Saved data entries
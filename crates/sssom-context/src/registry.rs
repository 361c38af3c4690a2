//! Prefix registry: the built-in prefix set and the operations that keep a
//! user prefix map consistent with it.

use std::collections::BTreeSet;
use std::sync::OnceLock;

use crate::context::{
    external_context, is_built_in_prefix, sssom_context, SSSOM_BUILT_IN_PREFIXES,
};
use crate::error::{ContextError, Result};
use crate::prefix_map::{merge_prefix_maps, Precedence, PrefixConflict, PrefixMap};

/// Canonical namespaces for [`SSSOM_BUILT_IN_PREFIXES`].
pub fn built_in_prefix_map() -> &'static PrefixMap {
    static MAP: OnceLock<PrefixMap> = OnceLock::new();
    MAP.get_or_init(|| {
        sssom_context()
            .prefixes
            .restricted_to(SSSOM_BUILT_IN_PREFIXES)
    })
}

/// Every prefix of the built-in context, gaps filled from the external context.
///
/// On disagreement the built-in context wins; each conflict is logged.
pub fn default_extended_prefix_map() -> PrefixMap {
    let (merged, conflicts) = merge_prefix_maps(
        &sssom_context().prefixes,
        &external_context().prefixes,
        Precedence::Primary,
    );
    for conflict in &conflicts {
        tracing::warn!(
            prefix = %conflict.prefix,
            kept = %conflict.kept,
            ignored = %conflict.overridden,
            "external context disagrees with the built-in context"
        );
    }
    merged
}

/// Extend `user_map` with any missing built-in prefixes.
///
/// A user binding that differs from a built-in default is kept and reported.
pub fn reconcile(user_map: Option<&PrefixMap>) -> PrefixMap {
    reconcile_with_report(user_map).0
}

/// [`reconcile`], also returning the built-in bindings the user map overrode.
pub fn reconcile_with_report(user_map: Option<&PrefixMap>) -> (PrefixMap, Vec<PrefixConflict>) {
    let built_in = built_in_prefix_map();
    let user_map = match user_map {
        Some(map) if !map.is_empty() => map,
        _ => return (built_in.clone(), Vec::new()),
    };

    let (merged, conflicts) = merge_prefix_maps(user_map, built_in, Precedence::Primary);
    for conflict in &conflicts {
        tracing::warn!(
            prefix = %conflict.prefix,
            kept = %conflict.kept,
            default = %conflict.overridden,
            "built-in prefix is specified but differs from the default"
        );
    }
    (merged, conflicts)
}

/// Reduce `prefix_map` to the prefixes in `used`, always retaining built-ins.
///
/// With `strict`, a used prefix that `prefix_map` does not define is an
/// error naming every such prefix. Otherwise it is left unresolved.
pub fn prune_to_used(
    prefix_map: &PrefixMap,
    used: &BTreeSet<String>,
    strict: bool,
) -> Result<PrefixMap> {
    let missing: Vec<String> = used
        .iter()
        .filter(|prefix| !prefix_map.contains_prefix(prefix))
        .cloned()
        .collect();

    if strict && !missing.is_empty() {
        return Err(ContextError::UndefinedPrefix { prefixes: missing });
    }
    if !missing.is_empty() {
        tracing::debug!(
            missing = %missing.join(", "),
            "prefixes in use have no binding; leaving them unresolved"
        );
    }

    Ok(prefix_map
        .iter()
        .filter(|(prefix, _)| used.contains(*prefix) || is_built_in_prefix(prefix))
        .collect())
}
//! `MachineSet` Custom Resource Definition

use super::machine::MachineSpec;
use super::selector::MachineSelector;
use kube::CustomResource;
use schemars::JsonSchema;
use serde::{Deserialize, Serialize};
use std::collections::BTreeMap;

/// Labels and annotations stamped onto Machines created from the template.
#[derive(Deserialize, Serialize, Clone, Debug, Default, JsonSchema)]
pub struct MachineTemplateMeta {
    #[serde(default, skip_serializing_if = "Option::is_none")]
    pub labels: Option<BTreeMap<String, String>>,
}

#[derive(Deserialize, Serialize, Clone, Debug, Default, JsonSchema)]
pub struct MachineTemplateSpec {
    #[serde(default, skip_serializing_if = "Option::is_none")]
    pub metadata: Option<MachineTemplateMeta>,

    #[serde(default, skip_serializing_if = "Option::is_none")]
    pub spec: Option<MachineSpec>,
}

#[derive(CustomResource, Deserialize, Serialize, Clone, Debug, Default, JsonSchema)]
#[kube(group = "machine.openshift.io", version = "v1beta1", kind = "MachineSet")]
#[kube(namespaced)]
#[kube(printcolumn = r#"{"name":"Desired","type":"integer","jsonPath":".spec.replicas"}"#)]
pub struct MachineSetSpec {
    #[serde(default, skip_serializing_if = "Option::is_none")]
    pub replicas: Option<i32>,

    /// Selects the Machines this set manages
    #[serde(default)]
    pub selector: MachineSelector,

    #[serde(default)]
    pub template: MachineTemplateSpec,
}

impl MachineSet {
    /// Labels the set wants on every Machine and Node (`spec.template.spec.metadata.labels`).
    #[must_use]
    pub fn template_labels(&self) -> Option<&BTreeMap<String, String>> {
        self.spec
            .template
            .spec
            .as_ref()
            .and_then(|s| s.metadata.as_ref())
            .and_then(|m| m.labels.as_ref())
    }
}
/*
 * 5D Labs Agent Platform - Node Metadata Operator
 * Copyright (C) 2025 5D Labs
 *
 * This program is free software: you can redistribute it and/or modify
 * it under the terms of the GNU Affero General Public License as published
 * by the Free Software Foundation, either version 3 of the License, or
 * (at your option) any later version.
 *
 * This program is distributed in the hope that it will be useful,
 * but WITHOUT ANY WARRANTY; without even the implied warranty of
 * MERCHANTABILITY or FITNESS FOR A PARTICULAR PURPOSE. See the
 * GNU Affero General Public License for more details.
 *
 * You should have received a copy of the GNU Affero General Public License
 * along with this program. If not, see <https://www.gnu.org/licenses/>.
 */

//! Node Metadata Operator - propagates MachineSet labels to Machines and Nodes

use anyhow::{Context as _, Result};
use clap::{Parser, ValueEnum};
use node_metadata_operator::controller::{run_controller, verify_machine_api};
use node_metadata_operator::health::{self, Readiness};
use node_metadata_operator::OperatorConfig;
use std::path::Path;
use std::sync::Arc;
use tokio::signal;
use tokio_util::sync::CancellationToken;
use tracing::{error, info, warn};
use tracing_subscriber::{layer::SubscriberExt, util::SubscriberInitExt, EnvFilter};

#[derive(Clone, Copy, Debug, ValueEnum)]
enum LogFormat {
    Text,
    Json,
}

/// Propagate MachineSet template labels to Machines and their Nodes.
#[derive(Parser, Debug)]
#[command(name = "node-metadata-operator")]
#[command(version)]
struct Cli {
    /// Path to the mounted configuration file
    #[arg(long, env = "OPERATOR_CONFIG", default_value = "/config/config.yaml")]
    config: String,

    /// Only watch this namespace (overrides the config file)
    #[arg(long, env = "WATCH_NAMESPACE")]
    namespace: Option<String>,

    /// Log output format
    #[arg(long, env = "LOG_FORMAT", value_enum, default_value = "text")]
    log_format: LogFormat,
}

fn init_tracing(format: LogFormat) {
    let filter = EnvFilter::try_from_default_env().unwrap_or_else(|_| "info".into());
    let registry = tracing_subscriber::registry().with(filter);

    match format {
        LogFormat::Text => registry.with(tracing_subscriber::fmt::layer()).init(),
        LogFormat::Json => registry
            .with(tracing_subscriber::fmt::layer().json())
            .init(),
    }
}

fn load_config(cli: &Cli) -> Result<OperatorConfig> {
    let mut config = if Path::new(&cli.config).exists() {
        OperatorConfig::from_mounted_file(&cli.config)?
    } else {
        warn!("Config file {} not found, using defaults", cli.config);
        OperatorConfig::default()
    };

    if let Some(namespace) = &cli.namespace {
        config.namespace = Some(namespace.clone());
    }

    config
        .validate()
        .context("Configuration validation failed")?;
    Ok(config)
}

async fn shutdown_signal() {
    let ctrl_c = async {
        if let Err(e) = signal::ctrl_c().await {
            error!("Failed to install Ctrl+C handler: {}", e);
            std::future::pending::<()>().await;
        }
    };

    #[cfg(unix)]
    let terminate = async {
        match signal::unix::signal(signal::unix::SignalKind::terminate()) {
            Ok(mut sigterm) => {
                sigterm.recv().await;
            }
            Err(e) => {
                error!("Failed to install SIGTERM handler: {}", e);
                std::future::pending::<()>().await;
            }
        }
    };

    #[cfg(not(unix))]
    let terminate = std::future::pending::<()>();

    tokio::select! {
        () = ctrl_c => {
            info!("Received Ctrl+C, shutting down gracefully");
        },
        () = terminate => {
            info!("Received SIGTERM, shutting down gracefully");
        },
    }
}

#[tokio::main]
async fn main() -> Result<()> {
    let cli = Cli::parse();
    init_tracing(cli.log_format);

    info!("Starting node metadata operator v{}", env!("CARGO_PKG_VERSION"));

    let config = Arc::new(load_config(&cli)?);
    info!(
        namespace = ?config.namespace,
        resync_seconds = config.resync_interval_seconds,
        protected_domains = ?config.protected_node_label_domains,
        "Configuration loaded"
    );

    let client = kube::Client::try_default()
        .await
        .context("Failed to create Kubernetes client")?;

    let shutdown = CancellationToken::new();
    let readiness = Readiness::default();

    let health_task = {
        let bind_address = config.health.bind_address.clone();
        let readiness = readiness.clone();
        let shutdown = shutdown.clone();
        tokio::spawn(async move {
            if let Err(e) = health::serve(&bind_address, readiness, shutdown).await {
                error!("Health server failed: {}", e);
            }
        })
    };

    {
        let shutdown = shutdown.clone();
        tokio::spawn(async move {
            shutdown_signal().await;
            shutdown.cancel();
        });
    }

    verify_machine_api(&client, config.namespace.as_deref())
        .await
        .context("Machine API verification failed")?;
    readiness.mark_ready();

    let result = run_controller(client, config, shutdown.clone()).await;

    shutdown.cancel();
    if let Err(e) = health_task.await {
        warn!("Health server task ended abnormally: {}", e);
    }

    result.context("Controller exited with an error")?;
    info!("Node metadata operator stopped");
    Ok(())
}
--
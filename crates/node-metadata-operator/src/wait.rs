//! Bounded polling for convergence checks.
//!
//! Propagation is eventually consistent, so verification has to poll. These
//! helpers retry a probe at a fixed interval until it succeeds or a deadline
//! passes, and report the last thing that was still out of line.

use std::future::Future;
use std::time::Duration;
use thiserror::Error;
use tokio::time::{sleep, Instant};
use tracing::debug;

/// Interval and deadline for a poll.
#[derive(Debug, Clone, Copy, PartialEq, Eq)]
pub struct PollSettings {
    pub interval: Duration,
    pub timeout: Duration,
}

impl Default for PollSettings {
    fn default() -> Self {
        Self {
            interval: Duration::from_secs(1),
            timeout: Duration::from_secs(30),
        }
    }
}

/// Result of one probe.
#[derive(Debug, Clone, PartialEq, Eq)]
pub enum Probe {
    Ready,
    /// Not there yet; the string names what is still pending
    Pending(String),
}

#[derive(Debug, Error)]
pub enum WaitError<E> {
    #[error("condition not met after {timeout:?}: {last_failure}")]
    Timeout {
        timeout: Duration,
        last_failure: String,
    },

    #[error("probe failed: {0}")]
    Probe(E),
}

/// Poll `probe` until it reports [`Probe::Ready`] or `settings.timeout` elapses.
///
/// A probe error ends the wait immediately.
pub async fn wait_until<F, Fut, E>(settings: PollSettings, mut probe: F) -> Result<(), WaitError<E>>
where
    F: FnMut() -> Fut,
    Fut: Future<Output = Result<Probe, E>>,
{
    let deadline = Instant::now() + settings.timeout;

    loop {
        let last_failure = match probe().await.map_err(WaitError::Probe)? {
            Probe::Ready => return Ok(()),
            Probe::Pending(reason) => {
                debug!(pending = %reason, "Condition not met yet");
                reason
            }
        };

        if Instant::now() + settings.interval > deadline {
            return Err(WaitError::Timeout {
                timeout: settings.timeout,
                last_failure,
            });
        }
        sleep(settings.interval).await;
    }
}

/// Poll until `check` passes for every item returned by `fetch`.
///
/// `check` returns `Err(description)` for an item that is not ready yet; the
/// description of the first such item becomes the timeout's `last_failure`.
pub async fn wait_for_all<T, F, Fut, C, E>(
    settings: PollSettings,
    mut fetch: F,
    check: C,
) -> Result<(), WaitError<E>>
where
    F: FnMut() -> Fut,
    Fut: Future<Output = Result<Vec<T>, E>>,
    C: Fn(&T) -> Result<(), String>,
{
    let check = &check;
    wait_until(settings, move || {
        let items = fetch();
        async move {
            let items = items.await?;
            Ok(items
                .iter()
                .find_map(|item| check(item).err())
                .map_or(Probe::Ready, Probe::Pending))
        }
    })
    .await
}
...
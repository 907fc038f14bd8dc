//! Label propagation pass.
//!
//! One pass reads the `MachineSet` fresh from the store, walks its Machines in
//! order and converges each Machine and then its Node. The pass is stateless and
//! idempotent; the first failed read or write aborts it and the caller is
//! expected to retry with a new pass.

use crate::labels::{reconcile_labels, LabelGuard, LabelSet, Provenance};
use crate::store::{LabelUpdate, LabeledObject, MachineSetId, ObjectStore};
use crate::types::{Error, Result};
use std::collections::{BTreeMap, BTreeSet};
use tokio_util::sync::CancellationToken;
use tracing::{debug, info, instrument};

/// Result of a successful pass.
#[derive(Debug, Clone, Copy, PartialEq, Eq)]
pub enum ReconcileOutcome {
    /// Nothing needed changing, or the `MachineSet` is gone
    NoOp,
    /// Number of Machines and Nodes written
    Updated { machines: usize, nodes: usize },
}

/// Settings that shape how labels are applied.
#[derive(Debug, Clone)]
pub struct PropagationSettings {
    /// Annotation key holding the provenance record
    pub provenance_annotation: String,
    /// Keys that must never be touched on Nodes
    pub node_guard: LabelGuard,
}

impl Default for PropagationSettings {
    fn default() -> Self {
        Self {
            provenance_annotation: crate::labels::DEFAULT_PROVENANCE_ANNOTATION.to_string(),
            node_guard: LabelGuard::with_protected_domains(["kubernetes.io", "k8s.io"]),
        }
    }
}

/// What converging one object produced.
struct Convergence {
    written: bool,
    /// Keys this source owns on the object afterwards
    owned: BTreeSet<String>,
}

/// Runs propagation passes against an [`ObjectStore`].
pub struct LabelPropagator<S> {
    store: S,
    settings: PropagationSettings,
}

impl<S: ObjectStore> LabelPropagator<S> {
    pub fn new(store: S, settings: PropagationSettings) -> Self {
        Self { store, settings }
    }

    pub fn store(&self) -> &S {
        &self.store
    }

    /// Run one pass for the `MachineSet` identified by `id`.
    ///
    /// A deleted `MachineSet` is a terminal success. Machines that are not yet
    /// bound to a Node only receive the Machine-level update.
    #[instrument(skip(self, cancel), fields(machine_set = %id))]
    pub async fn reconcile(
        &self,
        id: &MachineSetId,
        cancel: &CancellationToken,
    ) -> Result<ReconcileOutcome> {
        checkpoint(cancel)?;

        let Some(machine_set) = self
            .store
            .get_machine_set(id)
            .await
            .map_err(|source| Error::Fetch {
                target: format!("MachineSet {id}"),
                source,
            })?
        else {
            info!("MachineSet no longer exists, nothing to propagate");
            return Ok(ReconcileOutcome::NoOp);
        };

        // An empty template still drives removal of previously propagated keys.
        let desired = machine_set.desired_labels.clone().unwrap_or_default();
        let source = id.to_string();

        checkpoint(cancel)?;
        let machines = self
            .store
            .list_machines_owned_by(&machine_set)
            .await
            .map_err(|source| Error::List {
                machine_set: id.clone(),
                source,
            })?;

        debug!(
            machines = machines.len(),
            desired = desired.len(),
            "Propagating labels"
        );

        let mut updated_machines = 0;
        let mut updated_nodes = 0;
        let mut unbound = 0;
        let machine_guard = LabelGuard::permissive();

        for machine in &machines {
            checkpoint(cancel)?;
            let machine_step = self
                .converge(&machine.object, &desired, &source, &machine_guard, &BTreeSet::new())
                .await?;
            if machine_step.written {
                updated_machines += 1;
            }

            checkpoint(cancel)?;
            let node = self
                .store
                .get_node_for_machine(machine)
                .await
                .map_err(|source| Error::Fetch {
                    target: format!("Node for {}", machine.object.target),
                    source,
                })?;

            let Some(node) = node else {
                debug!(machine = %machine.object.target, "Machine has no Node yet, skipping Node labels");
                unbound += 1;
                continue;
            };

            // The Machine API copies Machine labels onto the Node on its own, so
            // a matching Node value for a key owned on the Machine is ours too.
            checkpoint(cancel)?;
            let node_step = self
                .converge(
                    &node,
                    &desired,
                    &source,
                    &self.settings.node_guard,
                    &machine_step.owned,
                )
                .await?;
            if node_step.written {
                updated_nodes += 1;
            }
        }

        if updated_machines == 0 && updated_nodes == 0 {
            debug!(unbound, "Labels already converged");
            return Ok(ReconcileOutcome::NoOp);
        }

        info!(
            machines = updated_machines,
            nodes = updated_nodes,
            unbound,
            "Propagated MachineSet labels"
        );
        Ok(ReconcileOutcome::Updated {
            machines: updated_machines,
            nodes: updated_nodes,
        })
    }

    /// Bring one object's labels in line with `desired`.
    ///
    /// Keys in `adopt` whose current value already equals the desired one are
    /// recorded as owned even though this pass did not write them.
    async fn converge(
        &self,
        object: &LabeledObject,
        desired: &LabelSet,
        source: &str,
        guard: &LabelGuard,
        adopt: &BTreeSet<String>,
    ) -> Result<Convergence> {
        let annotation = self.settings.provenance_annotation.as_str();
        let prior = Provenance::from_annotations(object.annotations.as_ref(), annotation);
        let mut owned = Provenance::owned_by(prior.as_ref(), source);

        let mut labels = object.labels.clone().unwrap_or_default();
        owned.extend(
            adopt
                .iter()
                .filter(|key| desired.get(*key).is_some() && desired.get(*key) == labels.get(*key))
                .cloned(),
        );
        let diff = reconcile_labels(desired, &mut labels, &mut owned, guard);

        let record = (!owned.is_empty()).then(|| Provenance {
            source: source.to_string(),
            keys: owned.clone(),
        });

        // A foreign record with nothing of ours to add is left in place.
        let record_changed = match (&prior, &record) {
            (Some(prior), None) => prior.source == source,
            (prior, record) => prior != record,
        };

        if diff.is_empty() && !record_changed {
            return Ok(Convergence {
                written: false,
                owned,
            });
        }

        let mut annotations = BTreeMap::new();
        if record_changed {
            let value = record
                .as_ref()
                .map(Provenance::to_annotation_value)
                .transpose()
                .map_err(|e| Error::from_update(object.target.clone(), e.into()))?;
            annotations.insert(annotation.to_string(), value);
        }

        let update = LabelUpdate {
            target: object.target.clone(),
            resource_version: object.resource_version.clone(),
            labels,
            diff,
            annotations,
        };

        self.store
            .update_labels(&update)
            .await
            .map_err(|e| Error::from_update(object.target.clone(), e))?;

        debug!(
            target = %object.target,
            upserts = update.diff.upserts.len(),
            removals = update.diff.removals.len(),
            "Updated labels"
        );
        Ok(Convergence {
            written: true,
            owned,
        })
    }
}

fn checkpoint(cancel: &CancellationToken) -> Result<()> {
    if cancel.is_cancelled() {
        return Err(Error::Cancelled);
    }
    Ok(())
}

Directions for this task: Report each line of the data that includes the string "such".

Result:
/// error naming every such prefix. Otherwise it is left unresolved.
/// description of the first such item becomes the timeout's `last_failure`.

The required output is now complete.